- Cover art
- Developer: Coleco
- Publisher: Coleco
- Platform: ColecoVision
- Release: NA: 1983;
- Genre: Fighting
- Modes: Single-player, multiplayer

= Rocky Super Action Boxing =

1983 video game

Rocky Super Action Boxing is the first licensed video game based on the Rocky franchise. The game is based on Rocky III and was designed by Coleco for its ColecoVision console. The player can play as either Rocky Balboa or Clubber Lang, either against the computer in a one player game, or against each other in a "Head to Head" two player mode.
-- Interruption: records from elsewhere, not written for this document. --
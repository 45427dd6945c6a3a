// src/handlers/auth.rs

use axum::{Json, extract::State, http::StatusCode, response::IntoResponse};
use sqlx::PgPool;
use validator::Validate;

use crate::{
    config::Config,
    error::{AppError, is_unique_violation},
    models::professor::{AuthResponse, LoginRequest, Professor, RegisterProfessorRequest},
    utils::{
        hash::{hash_password, verify_password},
        jwt::sign_jwt,
    },
};

/// Registers a new professor.
///
/// Hashes the password using Argon2 before storing it.
/// Returns 201 Created with a token and the profile (excluding password).
pub async fn register(
    State(pool): State<PgPool>,
    State(config): State<Config>,
    Json(payload): Json<RegisterProfessorRequest>,
) -> Result<impl IntoResponse, AppError> {
    payload.validate()?;

    let email = payload.email.trim().to_lowercase();
    let hashed_password = hash_password(&payload.password)?;

    let professor = sqlx::query_as::<_, Professor>(
        r#"
        INSERT INTO professors (name, email, password)
        VALUES ($1, $2, $3)
        RETURNING id, name, email, password, created_at
        "#,
    )
    .bind(payload.name.trim())
    .bind(&email)
    .bind(&hashed_password)
    .fetch_one(&pool)
    .await
    .map_err(|e| {
        if is_unique_violation(&e) {
            AppError::Conflict("Email already in use".to_string())
        } else {
            tracing::error!("Failed to register professor: {:?}", e);
            AppError::from(e)
        }
    })?;

    tracing::info!(professor_id = professor.id, "professor registered");

    let token = sign_jwt(professor.id, &config.jwt_secret, config.jwt_expiration)?;

    Ok((
        StatusCode::CREATED,
        Json(AuthResponse {
            token,
            user: professor.into(),
        }),
    ))
}

/// Authenticates a professor and returns a JWT token.
pub async fn login(
    State(pool): State<PgPool>,
    State(config): State<Config>,
    Json(payload): Json<LoginRequest>,
) -> Result<impl IntoResponse, AppError> {
    payload.validate()?;

    let professor = sqlx::query_as::<_, Professor>(
        r#"
        SELECT id, name, email, password, created_at
        FROM professors
        WHERE email = $1
        "#,
    )
    .bind(payload.email.trim().to_lowercase())
    .fetch_optional(&pool)
    .await
    .map_err(|e| {
        tracing::error!("Login DB error: {:?}", e);
        AppError::InternalServerError(e.to_string())
    })?;

    // Same message for unknown email and wrong password.
    let professor = professor.ok_or(AppError::AuthError("Invalid credentials".to_string()))?;

    if !verify_password(&payload.password, &professor.password)? {
        return Err(AppError::AuthError("Invalid credentials".to_string()));
    }

    let token = sign_jwt(professor.id, &config.jwt_secret, config.jwt_expiration)?;

    Ok(Json(AuthResponse {
        token,
        user: professor.into(),
    }))
}
// src/state.rs

use crate::config::Config;
use axum::extract::FromRef;
use sqlx::PgPool;

/// Shared by every handler: the connection pool and the loaded configuration.
#[derive(Clone)]
pub struct AppState {
    pub pool: PgPool,
    pub config: Config,
}

impl FromRef<AppState> for PgPool {
    fn from_ref(state: &AppState) -> Self {
        state.pool.clone()
    }
}

impl FromRef<AppState> for Config {
    fn from_ref(state: &AppState) -> Self {
        state.config.clone()
    }
}
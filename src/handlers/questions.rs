// src/handlers/questions.rs

use std::collections::HashMap;

use axum::{
    Extension, Json,
    extract::{Path, State},
    http::StatusCode,
    response::IntoResponse,
};
use sqlx::{PgConnection, PgPool, types::Json as DbJson};

use crate::{
    error::AppError,
    handlers::exams::owned_exam_row,
    models::question::{CreateQuestionRequest, NewQuestion, Question, QuestionInput, QuestionRow},
    utils::jwt::Claims,
};

pub(crate) const QUESTION_COLUMNS: &str = "\
    id, exam_id, position, text, type, options, correct_answer, \
    duration_seconds, image_url, image_data";

/// Loads the questions of one exam in their fixed order.
pub(crate) async fn fetch_for_exam(pool: &PgPool, exam_id: i64) -> Result<Vec<Question>, AppError> {
    let rows = sqlx::query_as::<_, QuestionRow>(&format!(
        "SELECT {QUESTION_COLUMNS} FROM questions WHERE exam_id = $1 ORDER BY position, id"
    ))
    .bind(exam_id)
    .fetch_all(pool)
    .await
    .map_err(|e| {
        tracing::error!("Failed to fetch questions of exam {}: {:?}", exam_id, e);
        AppError::from(e)
    })?;

    rows.into_iter().map(Question::try_from).collect()
}

/// Loads the questions of several exams, grouped by exam id and ordered.
pub(crate) async fn fetch_for_exams(
    pool: &PgPool,
    exam_ids: &[i64],
) -> Result<HashMap<i64, Vec<Question>>, AppError> {
    let mut grouped: HashMap<i64, Vec<Question>> = HashMap::new();
    if exam_ids.is_empty() {
        return Ok(grouped);
    }

    let rows = sqlx::query_as::<_, QuestionRow>(&format!(
        "SELECT {QUESTION_COLUMNS} FROM questions WHERE exam_id = ANY($1) ORDER BY exam_id, position, id"
    ))
    .bind(exam_ids)
    .fetch_all(pool)
    .await?;

    for row in rows {
        let question = Question::try_from(row)?;
        grouped.entry(question.exam_id).or_default().push(question);
    }
    Ok(grouped)
}

/// Appends validated questions to an exam, starting at `first_position`.
pub(crate) async fn insert_questions(
    conn: &mut PgConnection,
    exam_id: i64,
    first_position: i32,
    questions: &[NewQuestion],
) -> Result<Vec<Question>, AppError> {
    let mut stored = Vec::with_capacity(questions.len());

    for (offset, q) in questions.iter().enumerate() {
        let row = sqlx::query_as::<_, QuestionRow>(&format!(
            r#"
            INSERT INTO questions
                (exam_id, position, text, type, options, correct_answer,
                 duration_seconds, image_url, image_data)
            VALUES ($1, $2, $3, $4, $5, $6, $7, $8, $9)
            RETURNING {QUESTION_COLUMNS}
            "#
        ))
        .bind(exam_id)
        .bind(first_position + offset as i32)
        .bind(&q.text)
        .bind(q.definition.kind.tag())
        .bind(DbJson(q.definition.kind.options().to_vec()))
        .bind(&q.definition.correct_answer)
        .bind(q.definition.duration_seconds)
        .bind(&q.image_url)
        .bind(&q.image_data)
        .fetch_one(&mut *conn)
        .await
        .map_err(|e| {
            tracing::error!("Failed to insert question for exam {}: {:?}", exam_id, e);
            AppError::from(e)
        })?;

        stored.push(Question::try_from(row)?);
    }

    Ok(stored)
}

/// Validates a batch of authoring payloads, failing on the first invalid one.
pub(crate) fn prepare_questions(inputs: Vec<QuestionInput>) -> Result<Vec<NewQuestion>, AppError> {
    inputs
        .into_iter()
        .enumerate()
        .map(|(i, input)| {
            input.into_new_question().map_err(|e| match e {
                AppError::BadRequest(msg) => AppError::BadRequest(format!("Question {}: {}", i + 1, msg)),
                other => other,
            })
        })
        .collect()
}

/// Looks up a question and checks the caller owns its exam.
async fn owned_question(
    pool: &PgPool,
    question_id: i64,
    professor_id: i64,
) -> Result<Question, AppError> {
    let row = sqlx::query_as::<_, QuestionRow>(&format!(
        "SELECT {QUESTION_COLUMNS} FROM questions WHERE id = $1"
    ))
    .bind(question_id)
    .fetch_optional(pool)
    .await?
    .ok_or(AppError::NotFound("Question not found".to_string()))?;

    owned_exam_row(pool, row.exam_id, professor_id).await?;
    Question::try_from(row)
}

/// Lists the questions of an owned exam in order.
pub async fn list_exam_questions(
    State(pool): State<PgPool>,
    Extension(claims): Extension<Claims>,
    Path(exam_id): Path<i64>,
) -> Result<impl IntoResponse, AppError> {
    owned_exam_row(&pool, exam_id, claims.professor_id()?).await?;
    let questions = fetch_for_exam(&pool, exam_id).await?;
    Ok(Json(questions))
}

/// Retrieves a single question of an owned exam.
pub async fn get_question(
    State(pool): State<PgPool>,
    Extension(claims): Extension<Claims>,
    Path(id): Path<i64>,
) -> Result<impl IntoResponse, AppError> {
    let question = owned_question(&pool, id, claims.professor_id()?).await?;
    Ok(Json(question))
}

/// Appends a question to the end of an owned exam.
pub async fn create_question(
    State(pool): State<PgPool>,
    Extension(claims): Extension<Claims>,
    Json(payload): Json<CreateQuestionRequest>,
) -> Result<impl IntoResponse, AppError> {
    let new_question = payload.question.into_new_question()?;
    owned_exam_row(&pool, payload.exam_id, claims.professor_id()?).await?;

    let mut tx = pool.begin().await?;

    let next_position: i32 = sqlx::query_scalar(
        "SELECT COALESCE(MAX(position) + 1, 0) FROM questions WHERE exam_id = $1",
    )
    .bind(payload.exam_id)
    .fetch_one(&mut *tx)
    .await?;

    let mut stored = insert_questions(
        &mut *tx,
        payload.exam_id,
        next_position,
        std::slice::from_ref(&new_question),
    )
    .await?;
    tx.commit().await?;

    let question = stored
        .pop()
        .ok_or_else(|| AppError::InternalServerError("question insert returned no row".into()))?;

    tracing::info!(exam_id = payload.exam_id, question_id = question.id, "question added");
    Ok((StatusCode::CREATED, Json(question)))
}

/// Replaces the content of a question, keeping its position.
pub async fn update_question(
    State(pool): State<PgPool>,
    Extension(claims): Extension<Claims>,
    Path(id): Path<i64>,
    Json(payload): Json<QuestionInput>,
) -> Result<impl IntoResponse, AppError> {
    let q = payload.into_new_question()?;
    owned_question(&pool, id, claims.professor_id()?).await?;

    let row = sqlx::query_as::<_, QuestionRow>(&format!(
        r#"
        UPDATE questions SET
            text = $1, type = $2, options = $3, correct_answer = $4,
            duration_seconds = $5, image_url = $6, image_data = $7
        WHERE id = $8
        RETURNING {QUESTION_COLUMNS}
        "#
    ))
    .bind(&q.text)
    .bind(q.definition.kind.tag())
    .bind(DbJson(q.definition.kind.options().to_vec()))
    .bind(&q.definition.correct_answer)
    .bind(q.definition.duration_seconds)
    .bind(&q.image_url)
    .bind(&q.image_data)
    .bind(id)
    .fetch_optional(&pool)
    .await
    .map_err(|e| {
        tracing::error!("Failed to update question {}: {:?}", id, e);
        AppError::from(e)
    })?
    .ok_or(AppError::NotFound("Question not found".to_string()))?;

    Ok(Json(Question::try_from(row)?))
}

/// Deletes a question. Responses already given to it become orphans.
pub async fn delete_question(
    State(pool): State<PgPool>,
    Extension(claims): Extension<Claims>,
    Path(id): Path<i64>,
) -> Result<impl IntoResponse, AppError> {
    owned_question(&pool, id, claims.professor_id()?).await?;

    sqlx::query("DELETE FROM questions WHERE id = $1")
        .bind(id)
        .execute(&pool)
        .await
        .map_err(|e| {
            tracing::error!("Failed to delete question {}: {:?}", id, e);
            AppError::from(e)
        })?;

    Ok(StatusCode::NO_CONTENT)
}
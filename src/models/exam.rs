// src/models/exam.rs

use chrono::{DateTime, Utc};
use serde::{Deserialize, Serialize};
use sqlx::FromRow;
use validator::Validate;

use super::{
    question::{PublicQuestion, Question, QuestionInput},
    validate_not_blank,
};

/// Represents the 'exams' table in the database.
#[derive(Debug, Clone, FromRow)]
pub struct ExamRow {
    pub id: i64,
    pub professor_id: i64,
    pub name: String,
    pub description: Option<String>,
    /// Opaque public token used by students instead of the numeric id.
    pub access_link: String,
    pub created_at: DateTime<Utc>,
}

/// An exam with its ordered questions, as seen by the owning professor.
#[derive(Debug, Clone, PartialEq, Serialize, Deserialize)]
#[serde(rename_all = "camelCase")]
pub struct Exam {
    pub id: i64,
    pub name: String,
    pub description: Option<String>,
    pub professor_id: i64,
    pub access_link: String,
    pub created_at: DateTime<Utc>,
    pub questions: Vec<Question>,
}

impl Exam {
    pub fn from_parts(row: ExamRow, questions: Vec<Question>) -> Self {
        Self {
            id: row.id,
            name: row.name,
            description: row.description,
            professor_id: row.professor_id,
            access_link: row.access_link,
            created_at: row.created_at,
            questions,
        }
    }
}

/// DTO for serving an exam to students: no owner, no correct answers.
#[derive(Debug, Clone, PartialEq, Serialize, Deserialize)]
#[serde(rename_all = "camelCase")]
pub struct PublicExam {
    pub id: i64,
    pub name: String,
    pub description: Option<String>,
    pub access_link: String,
    pub questions: Vec<PublicQuestion>,
}

impl From<Exam> for PublicExam {
    fn from(exam: Exam) -> Self {
        Self {
            id: exam.id,
            name: exam.name,
            description: exam.description,
            access_link: exam.access_link,
            questions: exam.questions.into_iter().map(PublicQuestion::from).collect(),
        }
    }
}

/// DTO for creating an exam, optionally with its questions.
#[derive(Debug, Deserialize, Validate)]
pub struct CreateExamRequest {
    #[validate(
        length(min = 1, max = 200, message = "Exam name is required."),
        custom(function = validate_not_blank)
    )]
    pub name: String,
    #[validate(length(max = 2000))]
    pub description: Option<String>,
    #[serde(default)]
    pub questions: Vec<QuestionInput>,
}

/// DTO for updating an exam. When `questions` is present it replaces the whole list.
#[derive(Debug, Deserialize, Validate)]
pub struct UpdateExamRequest {
    #[validate(
        length(min = 1, max = 200, message = "Exam name is required."),
        custom(function = validate_not_blank)
    )]
    pub name: String,
    #[validate(length(max = 2000))]
    pub description: Option<String>,
    pub questions: Option<Vec<QuestionInput>>,
}

#[cfg(test)]
mod tests {
    use super::*;

    #[test]
    fn blank_exam_name_is_rejected() {
        let req: CreateExamRequest =
            serde_json::from_value(serde_json::json!({ "name": "   " })).unwrap();
        assert!(req.validate().is_err());

        let req: CreateExamRequest =
            serde_json::from_value(serde_json::json!({ "name": "Biology" })).unwrap();
        assert!(req.validate().is_ok());
        assert!(req.questions.is_empty());
    }
}
// src/attempt/context.rs

use std::{
    fs, io,
    path::{Path, PathBuf},
};

use serde::{Deserialize, Serialize};
use thiserror::Error;

use crate::models::{result::ExamResult, student::Student};

#[derive(Debug, Error)]
pub enum ContextError {
    #[error("session file error: {0}")]
    Io(#[from] io::Error),

    #[error("session file is not valid JSON: {0}")]
    Format(#[from] serde_json::Error),
}

/// Who is using the client and what they last did.
#[derive(Debug, Clone, Default, PartialEq, Serialize, Deserialize)]
#[serde(rename_all = "camelCase", default)]
pub struct SessionContext {
    /// Student identity from the most recent registration.
    pub student: Option<Student>,
    pub last_result: Option<ExamResult>,
}

/// A [`SessionContext`] bound to the file it is loaded from.
///
/// Loaded once at start-up; every mutation goes through [`SessionStore::update`],
/// which writes the file back before returning.
#[derive(Debug)]
pub struct SessionStore {
    path: PathBuf,
    context: SessionContext,
}

impl SessionStore {
    /// Reads the session at `path`. A missing file yields an empty session.
    pub fn load(path: impl Into<PathBuf>) -> Result<Self, ContextError> {
        let path = path.into();
        let context = match fs::read(&path) {
            Ok(bytes) => serde_json::from_slice(&bytes)?,
            Err(e) if e.kind() == io::ErrorKind::NotFound => SessionContext::default(),
            Err(e) => return Err(e.into()),
        };

        tracing::debug!(path = %path.display(), "session loaded");
        Ok(Self { path, context })
    }

    pub fn path(&self) -> &Path {
        &self.path
    }

    pub fn context(&self) -> &SessionContext {
        &self.context
    }

    pub fn update<F>(&mut self, mutate: F) -> Result<(), ContextError>
    where
        F: FnOnce(&mut SessionContext),
    {
        mutate(&mut self.context);
        self.save()
    }

    pub fn clear(&mut self) -> Result<(), ContextError> {
        self.update(|context| *context = SessionContext::default())
    }

    fn save(&self) -> Result<(), ContextError> {
        if let Some(parent) = self.path.parent().filter(|p| !p.as_os_str().is_empty()) {
            fs::create_dir_all(parent)?;
        }
        let tmp = self.path.with_extension("tmp");
        fs::write(&tmp, serde_json::to_vec_pretty(&self.context)?)?;
        fs::rename(&tmp, &self.path)?;
        Ok(())
    }
}

#[cfg(test)]
mod tests {
    use super::*;
    use crate::models::student::STUDENT_ROLE;

    fn temp_path() -> PathBuf {
        std::env::temp_dir()
            .join(format!("quizwizard-{}", uuid::Uuid::new_v4().simple()))
            .join("session.json")
    }

    #[test]
    fn missing_file_is_an_empty_session() {
        let store = SessionStore::load(temp_path()).unwrap();
        assert_eq!(store.context(), &SessionContext::default());
    }

    #[test]
    fn updates_are_persisted() {
        let path = temp_path();
        let mut store = SessionStore::load(&path).unwrap();
        let student = Student {
            id: 3,
            email: "a@b.com".into(),
            role: STUDENT_ROLE.into(),
        };
        store
            .update(|c| c.student = Some(student.clone()))
            .unwrap();

        let reloaded = SessionStore::load(&path).unwrap();
        assert_eq!(reloaded.context().student.as_ref(), Some(&student));

        let mut reloaded = reloaded;
        reloaded.clear().unwrap();
        assert!(SessionStore::load(&path).unwrap().context().student.is_none());

        fs::remove_dir_all(path.parent().unwrap()).unwrap();
    }

    #[test]
    fn corrupt_file_is_reported() {
        let path = temp_path();
        fs::create_dir_all(path.parent().unwrap()).unwrap();
        fs::write(&path, b"{not json").unwrap();

        assert!(matches!(SessionStore::load(&path), Err(ContextError::Format(_))));
        fs::remove_dir_all(path.parent().unwrap()).unwrap();
    }
}
// src/handlers/results.rs

use axum::{
    Extension, Json,
    extract::{Path, State},
    http::StatusCode,
    response::IntoResponse,
};
use sqlx::{PgPool, types::Json as DbJson};

use crate::{
    error::AppError,
    grading,
    handlers::{
        exams::{fetch_exam_row, owned_exam_row},
        questions,
        responses::fetch_attempt_responses,
        students::fetch_student,
    },
    models::result::{CalculateResultRequest, ExamResult, ExamResultRow},
    utils::jwt::Claims,
};

const RESULT_COLUMNS: &str = "\
    id, student_id, exam_id, total_score, max_score, percentage, \
    completed_at, question_results";

async fn find_result(
    pool: &PgPool,
    student_id: i64,
    exam_id: i64,
) -> Result<Option<ExamResult>, AppError> {
    let row = sqlx::query_as::<_, ExamResultRow>(&format!(
        "SELECT {RESULT_COLUMNS} FROM exam_results WHERE student_id = $1 AND exam_id = $2"
    ))
    .bind(student_id)
    .bind(exam_id)
    .fetch_optional(pool)
    .await?;

    Ok(row.map(ExamResult::from))
}

/// Calculates and stores the result of an attempt.
///
/// Idempotent per (student, exam): once a result exists it is returned unchanged
/// with 200, so replaying the call never moves the score. A fresh result is 201.
pub async fn calculate_result(
    State(pool): State<PgPool>,
    Json(req): Json<CalculateResultRequest>,
) -> Result<impl IntoResponse, AppError> {
    let student = fetch_student(&pool, req.student_id).await?;
    let exam = fetch_exam_row(&pool, req.exam_id).await?;

    if let Some(existing) = find_result(&pool, student.id, exam.id).await? {
        return Ok((StatusCode::OK, Json(existing)));
    }

    let exam_questions = questions::fetch_for_exam(&pool, exam.id).await?;
    if exam_questions.is_empty() {
        return Err(AppError::NotFound("Exam not available".to_string()));
    }

    let responses = fetch_attempt_responses(&pool, student.id, exam.id).await?;
    let card = grading::aggregate(&exam_questions, &responses).map_err(|e| {
        tracing::error!(
            student_id = student.id,
            exam_id = exam.id,
            "Cannot aggregate attempt: {}",
            e
        );
        AppError::from(e)
    })?;

    let inserted = sqlx::query_as::<_, ExamResultRow>(&format!(
        r#"
        INSERT INTO exam_results
            (student_id, exam_id, total_score, max_score, percentage, question_results)
        VALUES ($1, $2, $3, $4, $5, $6)
        ON CONFLICT (student_id, exam_id) DO NOTHING
        RETURNING {RESULT_COLUMNS}
        "#
    ))
    .bind(student.id)
    .bind(exam.id)
    .bind(card.total_score)
    .bind(card.max_score)
    .bind(card.percentage)
    .bind(DbJson(&card.question_results))
    .fetch_optional(&pool)
    .await
    .map_err(|e| {
        tracing::error!("Failed to store exam result: {:?}", e);
        AppError::from(e)
    })?;

    match inserted {
        Some(row) => {
            tracing::info!(
                student_id = student.id,
                exam_id = exam.id,
                total = card.total_score,
                max = card.max_score,
                "exam result calculated"
            );
            Ok((StatusCode::CREATED, Json(ExamResult::from(row))))
        }
        // A concurrent request stored it first.
        None => {
            let existing = find_result(&pool, student.id, exam.id)
                .await?
                .ok_or_else(|| AppError::InternalServerError("exam result vanished".into()))?;
            Ok((StatusCode::OK, Json(existing)))
        }
    }
}

/// Retrieves the result of a completed attempt, 404 when there is none yet.
pub async fn get_result(
    State(pool): State<PgPool>,
    Path((student_id, exam_id)): Path<(i64, i64)>,
) -> Result<impl IntoResponse, AppError> {
    let result = find_result(&pool, student_id, exam_id)
        .await?
        .ok_or(AppError::NotFound("Result not found".to_string()))?;

    Ok(Json(result))
}

/// Lists every result of an owned exam, earliest completion first.
pub async fn list_exam_results(
    State(pool): State<PgPool>,
    Extension(claims): Extension<Claims>,
    Path(exam_id): Path<i64>,
) -> Result<impl IntoResponse, AppError> {
    owned_exam_row(&pool, exam_id, claims.professor_id()?).await?;

    let rows = sqlx::query_as::<_, ExamResultRow>(&format!(
        "SELECT {RESULT_COLUMNS} FROM exam_results WHERE exam_id = $1 ORDER BY completed_at, id"
    ))
    .bind(exam_id)
    .fetch_all(&pool)
    .await
    .map_err(|e| {
        tracing::error!("Failed to list results of exam {}: {:?}", exam_id, e);
        AppError::from(e)
    })?;

    let results: Vec<ExamResult> = rows.into_iter().map(ExamResult::from).collect();
    Ok(Json(results))
}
There is also a "Demo" mode if the player wants to watch Rocky and Clubber Lang fight.

==Gameplay==

Each boxing match consists of, according to the skill level chosen, two, five, ten, or fifteen rounds each lasting one minute each. During gameplay, the player's movement is restricted to three positions or "lanes" vertically, and from each player's side of the ring to the front of their opponent horizontally.

The 4 button controller allows for (independently) offensive hits to the body or head, defensive blocking for the head and body, and ducking.

Points are scored in the game by hitting the opponent's guard (1 point), or with a punch connecting with the opponent's head or body (2 points for either hit).

Victory can be achieved in two ways, either by knockout, or by point count if the fight goes all the way to the end.

==Reception==
===Critical response===
George Kopp of Electronic Fun with Computers & Games said that "Coleco's Rocky for the Super Action Controllers is a masterpiece of sports simulation."